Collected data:
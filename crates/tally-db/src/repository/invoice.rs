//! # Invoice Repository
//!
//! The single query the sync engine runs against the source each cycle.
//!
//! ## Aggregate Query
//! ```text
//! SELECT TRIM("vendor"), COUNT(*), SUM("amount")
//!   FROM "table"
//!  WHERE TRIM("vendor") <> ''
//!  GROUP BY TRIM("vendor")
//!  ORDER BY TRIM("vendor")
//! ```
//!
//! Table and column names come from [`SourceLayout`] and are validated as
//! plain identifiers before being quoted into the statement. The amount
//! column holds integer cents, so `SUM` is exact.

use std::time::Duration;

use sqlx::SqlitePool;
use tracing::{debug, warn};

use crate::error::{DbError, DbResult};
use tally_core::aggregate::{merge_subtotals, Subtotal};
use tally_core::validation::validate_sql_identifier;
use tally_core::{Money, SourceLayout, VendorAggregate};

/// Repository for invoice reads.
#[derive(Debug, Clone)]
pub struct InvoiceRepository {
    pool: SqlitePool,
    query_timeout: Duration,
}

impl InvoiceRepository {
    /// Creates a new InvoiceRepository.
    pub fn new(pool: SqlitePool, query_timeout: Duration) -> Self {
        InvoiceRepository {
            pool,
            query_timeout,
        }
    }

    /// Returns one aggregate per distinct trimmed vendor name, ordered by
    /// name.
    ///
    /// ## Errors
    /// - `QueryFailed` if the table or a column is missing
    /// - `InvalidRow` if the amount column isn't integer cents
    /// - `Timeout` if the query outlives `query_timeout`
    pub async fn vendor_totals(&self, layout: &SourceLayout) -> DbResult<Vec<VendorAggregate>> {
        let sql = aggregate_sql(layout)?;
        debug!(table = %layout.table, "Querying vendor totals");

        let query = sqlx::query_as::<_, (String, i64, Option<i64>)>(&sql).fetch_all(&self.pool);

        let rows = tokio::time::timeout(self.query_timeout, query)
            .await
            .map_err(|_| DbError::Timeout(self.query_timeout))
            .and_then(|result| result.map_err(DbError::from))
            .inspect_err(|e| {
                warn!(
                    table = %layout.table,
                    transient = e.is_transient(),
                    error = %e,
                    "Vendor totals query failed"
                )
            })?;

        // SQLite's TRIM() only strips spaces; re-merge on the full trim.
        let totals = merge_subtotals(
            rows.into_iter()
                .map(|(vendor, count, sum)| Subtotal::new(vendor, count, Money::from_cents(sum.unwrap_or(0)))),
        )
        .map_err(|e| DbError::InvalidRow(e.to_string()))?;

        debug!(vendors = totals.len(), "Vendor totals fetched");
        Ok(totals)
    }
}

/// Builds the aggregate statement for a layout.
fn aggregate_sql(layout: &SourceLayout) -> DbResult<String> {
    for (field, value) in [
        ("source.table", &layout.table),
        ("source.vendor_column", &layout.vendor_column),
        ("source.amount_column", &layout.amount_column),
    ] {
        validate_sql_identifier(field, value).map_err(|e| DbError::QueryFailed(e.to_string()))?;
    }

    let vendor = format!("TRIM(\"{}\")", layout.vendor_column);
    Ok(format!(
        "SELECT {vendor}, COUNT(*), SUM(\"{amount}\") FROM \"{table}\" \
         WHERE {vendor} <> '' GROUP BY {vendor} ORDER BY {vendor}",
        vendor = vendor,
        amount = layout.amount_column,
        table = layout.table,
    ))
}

_To do:_ All of the records above need to be printed again exactly as they appear.

_Answer space:_
filename crates/tally-db/src/repository/invoice.rs
//! # Invoice Repository
//!
//! The single query the sync engine runs against the source each cycle.
//!
//! ## Aggregate Query
//! ```text
//! SELECT TRIM("vendor"), COUNT(*), SUM("amount")
//!   FROM "table"
//!  WHERE TRIM("vendor") <> ''
//!  GROUP BY TRIM("vendor")
//!  ORDER BY TRIM("vendor")
//! ```
//!
//! Table and column names come from [`SourceLayout`] and are validated as
//! plain identifiers before being quoted into the statement. The amount
//! column holds integer cents, so `SUM` is exact.

use std::time::Duration;

use sqlx::SqlitePool;
use tracing::{debug, warn};

use crate::error::{DbError, DbResult};
use tally_core::aggregate::{merge_subtotals, Subtotal};
use tally_core::validation::validate_sql_identifier;
use tally_core::{Money, SourceLayout, VendorAggregate};

/// Repository for invoice reads.
#[derive(Debug, Clone)]
pub struct InvoiceRepository {
    pool: SqlitePool,
    query_timeout: Duration,
}

impl InvoiceRepository {
    /// Creates a new InvoiceRepository.
    pub fn new(pool: SqlitePool, query_timeout: Duration) -> Self {
        InvoiceRepository {
            pool,
            query_timeout,
        }
    }

    /// Returns one aggregate per distinct trimmed vendor name, ordered by
    /// name.
    ///
    /// ## Errors
    /// - `QueryFailed` if the table or a column is missing
    /// - `InvalidRow` if the amount column isn't integer cents
    /// - `Timeout` if the query outlives `query_timeout`
    pub async fn vendor_totals(&self, layout: &SourceLayout) -> DbResult<Vec<VendorAggregate>> {
        let sql = aggregate_sql(layout)?;
        debug!(table = %layout.table, "Querying vendor totals");

        let query = sqlx::query_as::<_, (String, i64, Option<i64>)>(&sql).fetch_all(&self.pool);

        let rows = tokio::time::timeout(self.query_timeout, query)
            .await
            .map_err(|_| DbError::Timeout(self.query_timeout))
            .and_then(|result| result.map_err(DbError::from))
            .inspect_err(|e| {
                warn!(
                    table = %layout.table,
                    transient = e.is_transient(),
                    error = %e,
                    "Vendor totals query failed"
                )
            })?;

        // SQLite's TRIM() only strips spaces; re-merge on the full trim.
        let totals = merge_subtotals(
            rows.into_iter()
                .map(|(vendor, count, sum)| Subtotal::new(vendor, count, Money::from_cents(sum.unwrap_or(0)))),
        )
        .map_err(|e| DbError::InvalidRow(e.to_string()))?;

        debug!(vendors = totals.len(), "Vendor totals fetched");
        Ok(totals)
    }
}

/// Builds the aggregate statement for a layout.
fn aggregate_sql(layout: &SourceLayout) -> DbResult<String> {
    for (field, value) in [
        ("source.table", &layout.table),
        ("source.vendor_column", &layout.vendor_column),
        ("source.amount_column", &layout.amount_column),
    ] {
        validate_sql_identifier(field, value).map_err(|e| DbError::QueryFailed(e.to_string()))?;
    }

    let vendor = format!("TRIM(\"{}\")", layout.vendor_column);
    Ok(format!(
        "SELECT {vendor}, COUNT(*), SUM(\"{amount}\") FROM \"{table}\" \
         WHERE {vendor} <> '' GROUP BY {vendor} ORDER BY {vendor}",
        vendor = vendor,
        amount = layout.amount_column,
        table = layout.table,
    ))
}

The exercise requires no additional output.